Check out this article in Slate about the various weird reactions businesses are having to last week's disaster: The MixTape of the Apocalypse (my title, not theirs). Clear Channel Communications, which owns several radio stations, came up with a list of songs it recommends not be played. Some of them make a sort of sense (Rock the Casbah, It's the End of the World As We Know It, Blow Up the Outside World, Crash and Burn, etc.) Others are suspect (all rage Against the Machine songs? Hmmm....), and still others make no sense whatsoever. Examples:
What the....
What the....
- The Bangles -- Walk Like An Egyptian Shall we assume it's in bad taste to mention that people from Egypt? Or is it the walking part?

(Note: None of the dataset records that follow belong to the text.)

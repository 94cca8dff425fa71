//! The single processing loop.
//!
//! One iteration per available frame: read, estimate, step the session,
//! hand off output. Iterations never overlap, and there is no queue: a slow
//! estimator simply sees fewer frames. Stopping is checked before each
//! iteration and again after inference, so a result that arrives after
//! [`StopHandle::stop`] is discarded.

use std::sync::atomic::{AtomicBool, Ordering};
use std::sync::Arc;
use std::thread;
use std::time::{Duration, Instant};

use anyhow::{bail, Result};
use tracing::{debug, error, info, warn};

use crate::config::Config;
use crate::error::ConfigError;
use crate::inference::PoseEstimator;
use crate::keypoints::KeypointSet;
use crate::posture::PostureLabel;
use crate::session::{MonitoringSession, StepOutcome};
use crate::sink::EventSink;
use crate::source::FrameSource;

/// Consecutive source failures tolerated before the run is abandoned.
const MAX_CONSECUTIVE_SOURCE_ERRORS: u32 = 16;

/// Cancels a running [`Monitor`] from any thread.
#[derive(Debug, Clone, Default)]
pub struct StopHandle(Arc<AtomicBool>);

impl StopHandle {
    pub fn stop(&self) {
        self.0.store(true, Ordering::SeqCst);
    }

    pub fn is_stopped(&self) -> bool {
        self.0.load(Ordering::SeqCst)
    }
}

#[derive(Debug, Clone, Copy, Default, PartialEq)]
pub struct FrameMetrics {
    pub total_frames: u64,
    pub frames_without_body: u64,
    pub failed_frames: u64,
    pub deadline_misses: u64,
    pub worst_case: Duration,
}

impl FrameMetrics {
    fn record(&mut self, elapsed: Duration, budget: Duration, body_found: bool) {
        self.total_frames += 1;
        if !body_found {
            self.frames_without_body += 1;
        }
        if elapsed > budget {
            self.deadline_misses += 1;
        }
        if elapsed > self.worst_case {
            self.worst_case = elapsed;
        }
    }
}

#[derive(Debug, Clone, Copy, PartialEq, Eq)]
pub enum StopReason {
    EndOfStream,
    EndOfClip,
    Cancelled,
}

#[derive(Debug, Clone)]
pub struct RunSummary {
    pub metrics: FrameMetrics,
    pub stop_reason: StopReason,
    pub final_posture: Option<PostureLabel>,
    pub events_emitted: u64,
}

pub struct Monitor {
    config: Config,
    frame_budget: Duration,
    pace: bool,
    stop: StopHandle,
}

impl Monitor {
    /// Rejects out-of-range configuration before any frame is read.
    pub fn new(config: Config, fps: u32) -> Result<Self, ConfigError> {
        config.validate()?;
        Ok(Self {
            config,
            frame_budget: Duration::from_millis(1_000 / fps.max(1) as u64),
            pace: false,
            stop: StopHandle::default(),
        })
    }

    /// Sleep between frames so a recording replays at its captured cadence.
    pub fn with_pacing(mut self, pace: bool) -> Self {
        self.pace = pace;
        self
    }

    pub fn stop_handle(&self) -> StopHandle {
        self.stop.clone()
    }

    pub fn run<S, E, K>(&mut self, source: &mut S, estimator: &mut E, sink: &mut K) -> Result<RunSummary>
    where
        S: FrameSource,
        E: PoseEstimator<S::Payload>,
        K: EventSink,
    {
        self.run_with(source, estimator, sink, |_, _| {})
    }

    /// Like [`run`](Self::run), calling `on_step` after every processed
    /// frame with the outcome and the keypoints it was computed from.
    pub fn run_with<S, E, K, F>(
        &mut self,
        source: &mut S,
        estimator: &mut E,
        sink: &mut K,
        mut on_step: F,
    ) -> Result<RunSummary>
    where
        S: FrameSource,
        E: PoseEstimator<S::Payload>,
        K: EventSink,
        F: FnMut(&StepOutcome, Option<&KeypointSet>),
    {
        let clip_end_ms = self
            .config
            .clock
            .video_duration_seconds
            .map(|secs| (secs * 1_000.0).round() as u64);

        let mut session: Option<MonitoringSession> = None;
        let mut metrics = FrameMetrics::default();
        let mut events_emitted = 0;
        let mut source_errors = 0;
        let mut first_frame: Option<(u64, Instant)> = None;

        info!(pace = self.pace, ?clip_end_ms, "monitoring started");

        let stop_reason = loop {
            if self.stop.is_stopped() {
                break StopReason::Cancelled;
            }

            let frame = match source.read_frame() {
                Ok(Some(frame)) => {
                    source_errors = 0;
                    frame
                }
                Ok(None) => break StopReason::EndOfStream,
                Err(e) => {
                    source_errors += 1;
                    metrics.failed_frames += 1;
                    warn!(error = %e, "skipping unreadable frame");
                    if source_errors >= MAX_CONSECUTIVE_SOURCE_ERRORS {
                        bail!("frame source failed {source_errors} times in a row: {e}");
                    }
                    continue;
                }
            };
            let ts = frame.timestamp_ms;

            if clip_end_ms.is_some_and(|end| ts >= end) {
                break StopReason::EndOfClip;
            }

            if self.pace {
                let (first_ts, started) = *first_frame.get_or_insert((ts, Instant::now()));
                let due = started + Duration::from_millis(ts.saturating_sub(first_ts));
                let now = Instant::now();
                if due > now {
                    thread::sleep(due - now);
                }
            }

            let started = Instant::now();
            let estimate = estimator.estimate(&frame.payload, ts);

            if self.stop.is_stopped() {
                debug!(at_ms = ts, "discarding inference result after stop");
                break StopReason::Cancelled;
            }

            let keypoints = match estimate {
                Ok(keypoints) => keypoints,
                Err(e) => {
                    metrics.failed_frames += 1;
                    error!(at_ms = ts, error = %e, "pose estimation failed, frame skipped");
                    continue;
                }
            };

            let session = match &mut session {
                Some(session) => session,
                slot @ None => slot.insert(MonitoringSession::new(&self.config, ts)?),
            };
            let outcome = session.step(keypoints.as_ref(), ts);
            metrics.record(started.elapsed(), self.frame_budget, keypoints.is_some());

            if let Some(event) = outcome.event.clone() {
                events_emitted += 1;
                sink.emit(event);
            }
            if let Some(alert) = &outcome.alert {
                sink.alert(alert);
            }
            on_step(&outcome, keypoints.as_ref());
        };

        info!(
            reason = ?stop_reason,
            frames = metrics.total_frames,
            failed = metrics.failed_frames,
            deadline_misses = metrics.deadline_misses,
            events = events_emitted,
            "monitoring stopped"
        );

        Ok(RunSummary {
            metrics,
            stop_reason,
            final_posture: session.map(|s| s.current_posture()),
            events_emitted,
        })
    }
}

- Bobby Darin-- Mack The Knife The mind reels
- Elton John --Bennie & The Jets I'm guessing that any mention of anything that may be construed as an airplane is deemed too touchy.
- Red Hot Chili Peppers -- Under the Bridge It talks about a city.....
- Alien Ant Farm -- Smooth Criminal Why not the Michael Jackson version?
- Queen -- Killer Queen The LaRouchies have struck!
- Pat Benetar -- Love is a Battlefield Wayyyyyy too sensitive with this one.
- Steam -- Na NA NA NA Hey Hey Goodbye?
- Mitch Ryder and Detroit Wheels -- Devil with the Blue Dress Because of the face in the cloud?
- The Beatles -- Obla Di, Obla Da Is the problem that the chorus says "Life goes on"?
- Paper Lace -- The Night Chicago Died I was here. Chicago was fine.
- Edwin Starr/Bruce Springsteen -- War "Good God, y'all, what is it good for? Absolutely nothing" Are we trying to be "patriotic? Not second-guess foreign policy? Let's face it, that's a message we need to hear.
- John Lennon -- Imagine "Imagine there's no countries, It isn't hard to do, Nothing to kill or die for, No religion too, Imagine all the people living life in peace..." Again, maybe this is something we need to hear now.
- Cat Stevens -- Peace Train, Morning Has Broken OK, so he's a Muslim now. That doesn't mean that the songs -- and the message behind them -- should be swept under the carpet.
- Neil Diamond-- America They play this song every year at the finale of the fireworks in Rocked Park in Wilmington, DE. "They're coming to America -- Today!" is about immigrants, and let's face it, it's a great, if cheesy, song.
- Simon And Garfunkel -- Bridge Over Troubled Waters
Maybe I'm missing something. It's a moving song, it may make you cry, but who's to say we don't need that right now?